*WORK ITEM*: From the listing below, return every line with the string "deliveries" in it.

>>>>>

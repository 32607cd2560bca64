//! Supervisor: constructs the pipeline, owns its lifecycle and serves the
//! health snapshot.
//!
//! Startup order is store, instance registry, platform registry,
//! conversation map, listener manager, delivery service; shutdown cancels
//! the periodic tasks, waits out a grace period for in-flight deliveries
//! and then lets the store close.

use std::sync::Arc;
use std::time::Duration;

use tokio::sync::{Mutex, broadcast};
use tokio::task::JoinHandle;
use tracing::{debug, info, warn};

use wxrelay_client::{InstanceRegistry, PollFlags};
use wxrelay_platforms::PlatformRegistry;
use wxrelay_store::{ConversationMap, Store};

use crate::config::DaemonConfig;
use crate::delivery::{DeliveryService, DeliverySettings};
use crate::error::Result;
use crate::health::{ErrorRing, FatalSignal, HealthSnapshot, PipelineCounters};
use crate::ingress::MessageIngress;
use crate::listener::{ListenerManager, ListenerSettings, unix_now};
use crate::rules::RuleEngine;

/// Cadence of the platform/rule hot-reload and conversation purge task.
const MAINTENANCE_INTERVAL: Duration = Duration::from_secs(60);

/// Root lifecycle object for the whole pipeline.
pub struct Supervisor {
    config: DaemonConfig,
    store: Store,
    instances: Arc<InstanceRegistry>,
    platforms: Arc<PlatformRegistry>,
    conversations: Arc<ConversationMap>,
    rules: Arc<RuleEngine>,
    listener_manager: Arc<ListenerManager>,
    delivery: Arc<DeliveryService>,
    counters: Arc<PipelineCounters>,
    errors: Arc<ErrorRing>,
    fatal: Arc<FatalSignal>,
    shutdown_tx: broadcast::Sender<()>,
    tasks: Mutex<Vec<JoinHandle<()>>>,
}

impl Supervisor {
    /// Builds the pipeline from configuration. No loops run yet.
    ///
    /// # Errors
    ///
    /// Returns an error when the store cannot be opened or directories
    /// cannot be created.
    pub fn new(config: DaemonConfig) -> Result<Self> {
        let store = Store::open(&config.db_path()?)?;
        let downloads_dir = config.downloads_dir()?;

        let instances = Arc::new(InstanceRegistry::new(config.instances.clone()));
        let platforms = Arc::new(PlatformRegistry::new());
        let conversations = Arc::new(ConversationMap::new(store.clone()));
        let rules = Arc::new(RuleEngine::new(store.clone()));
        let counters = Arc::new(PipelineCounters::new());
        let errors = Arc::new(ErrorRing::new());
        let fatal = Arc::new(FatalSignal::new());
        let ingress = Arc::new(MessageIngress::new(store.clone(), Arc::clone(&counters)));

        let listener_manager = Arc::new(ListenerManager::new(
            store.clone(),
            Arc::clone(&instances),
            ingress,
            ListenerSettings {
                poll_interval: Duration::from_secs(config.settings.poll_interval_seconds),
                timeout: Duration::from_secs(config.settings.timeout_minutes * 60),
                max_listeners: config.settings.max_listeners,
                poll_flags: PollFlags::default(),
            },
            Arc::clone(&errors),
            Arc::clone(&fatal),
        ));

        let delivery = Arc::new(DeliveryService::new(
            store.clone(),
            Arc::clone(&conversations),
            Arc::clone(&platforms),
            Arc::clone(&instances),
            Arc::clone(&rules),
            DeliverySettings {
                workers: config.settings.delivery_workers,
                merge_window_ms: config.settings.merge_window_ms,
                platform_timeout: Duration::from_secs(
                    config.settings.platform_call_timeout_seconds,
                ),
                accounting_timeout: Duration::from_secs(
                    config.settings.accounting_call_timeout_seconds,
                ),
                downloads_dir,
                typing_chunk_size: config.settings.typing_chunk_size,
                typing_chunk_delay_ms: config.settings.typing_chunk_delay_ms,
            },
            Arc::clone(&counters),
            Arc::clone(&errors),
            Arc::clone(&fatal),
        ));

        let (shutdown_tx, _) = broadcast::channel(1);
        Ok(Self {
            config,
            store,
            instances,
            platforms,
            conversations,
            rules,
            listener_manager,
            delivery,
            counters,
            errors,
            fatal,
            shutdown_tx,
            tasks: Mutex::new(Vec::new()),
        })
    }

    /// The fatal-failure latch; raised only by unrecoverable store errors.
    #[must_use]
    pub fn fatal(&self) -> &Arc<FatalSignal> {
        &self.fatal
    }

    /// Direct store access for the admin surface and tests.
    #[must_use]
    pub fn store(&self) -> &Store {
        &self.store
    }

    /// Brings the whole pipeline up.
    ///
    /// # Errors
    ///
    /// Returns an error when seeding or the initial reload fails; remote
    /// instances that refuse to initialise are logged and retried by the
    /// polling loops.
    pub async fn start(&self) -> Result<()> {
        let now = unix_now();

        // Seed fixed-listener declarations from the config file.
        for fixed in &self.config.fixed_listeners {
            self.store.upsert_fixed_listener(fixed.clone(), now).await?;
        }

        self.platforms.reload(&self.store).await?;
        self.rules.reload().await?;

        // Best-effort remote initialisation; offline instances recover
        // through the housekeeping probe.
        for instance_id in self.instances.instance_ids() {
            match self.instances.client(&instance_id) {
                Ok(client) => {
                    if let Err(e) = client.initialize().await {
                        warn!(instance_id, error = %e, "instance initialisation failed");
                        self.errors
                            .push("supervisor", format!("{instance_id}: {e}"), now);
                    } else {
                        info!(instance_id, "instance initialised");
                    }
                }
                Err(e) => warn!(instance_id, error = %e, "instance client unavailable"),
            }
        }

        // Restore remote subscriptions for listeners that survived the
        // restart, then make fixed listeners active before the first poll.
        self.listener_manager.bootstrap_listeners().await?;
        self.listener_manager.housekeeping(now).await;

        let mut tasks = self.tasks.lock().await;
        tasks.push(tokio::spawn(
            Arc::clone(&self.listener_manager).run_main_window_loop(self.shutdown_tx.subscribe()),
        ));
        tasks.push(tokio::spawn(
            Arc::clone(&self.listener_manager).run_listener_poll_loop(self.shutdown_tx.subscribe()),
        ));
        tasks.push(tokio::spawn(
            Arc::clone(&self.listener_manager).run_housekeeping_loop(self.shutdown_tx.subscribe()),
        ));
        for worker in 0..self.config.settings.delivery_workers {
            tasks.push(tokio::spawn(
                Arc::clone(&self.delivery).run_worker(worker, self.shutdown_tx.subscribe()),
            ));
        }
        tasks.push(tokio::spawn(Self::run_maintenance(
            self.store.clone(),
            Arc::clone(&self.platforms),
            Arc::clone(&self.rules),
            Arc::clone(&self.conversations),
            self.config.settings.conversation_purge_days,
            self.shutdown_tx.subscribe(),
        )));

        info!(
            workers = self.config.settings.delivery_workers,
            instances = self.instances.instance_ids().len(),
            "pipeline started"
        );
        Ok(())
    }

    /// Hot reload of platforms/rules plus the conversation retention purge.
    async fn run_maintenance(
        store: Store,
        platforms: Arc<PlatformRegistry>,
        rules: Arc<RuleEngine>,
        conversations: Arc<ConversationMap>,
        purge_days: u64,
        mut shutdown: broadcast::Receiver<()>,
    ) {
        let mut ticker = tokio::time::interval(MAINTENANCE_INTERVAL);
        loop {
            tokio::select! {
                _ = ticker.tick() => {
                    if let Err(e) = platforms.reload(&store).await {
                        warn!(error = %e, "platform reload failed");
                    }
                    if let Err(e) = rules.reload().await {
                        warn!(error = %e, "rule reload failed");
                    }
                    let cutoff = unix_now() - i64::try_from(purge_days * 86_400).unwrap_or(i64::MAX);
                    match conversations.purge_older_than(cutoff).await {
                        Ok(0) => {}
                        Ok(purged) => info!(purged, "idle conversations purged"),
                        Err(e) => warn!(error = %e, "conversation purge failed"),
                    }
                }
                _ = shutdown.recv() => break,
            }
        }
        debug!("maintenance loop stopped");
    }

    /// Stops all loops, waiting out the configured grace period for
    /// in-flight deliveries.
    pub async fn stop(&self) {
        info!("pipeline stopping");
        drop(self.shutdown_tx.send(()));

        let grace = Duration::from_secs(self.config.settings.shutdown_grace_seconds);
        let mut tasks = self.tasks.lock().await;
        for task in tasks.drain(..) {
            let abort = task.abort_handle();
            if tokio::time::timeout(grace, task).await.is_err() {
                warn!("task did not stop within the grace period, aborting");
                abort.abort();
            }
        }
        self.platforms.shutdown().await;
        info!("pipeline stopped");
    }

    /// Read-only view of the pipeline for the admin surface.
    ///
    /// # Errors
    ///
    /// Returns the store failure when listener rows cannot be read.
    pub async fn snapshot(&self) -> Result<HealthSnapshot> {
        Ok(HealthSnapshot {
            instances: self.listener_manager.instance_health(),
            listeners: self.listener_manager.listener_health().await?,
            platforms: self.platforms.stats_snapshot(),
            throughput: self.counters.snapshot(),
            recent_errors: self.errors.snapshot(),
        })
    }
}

<<<<<

*EXERCISE OUTPUT*:
//! the periodic tasks, waits out a grace period for in-flight deliveries
    /// in-flight deliveries.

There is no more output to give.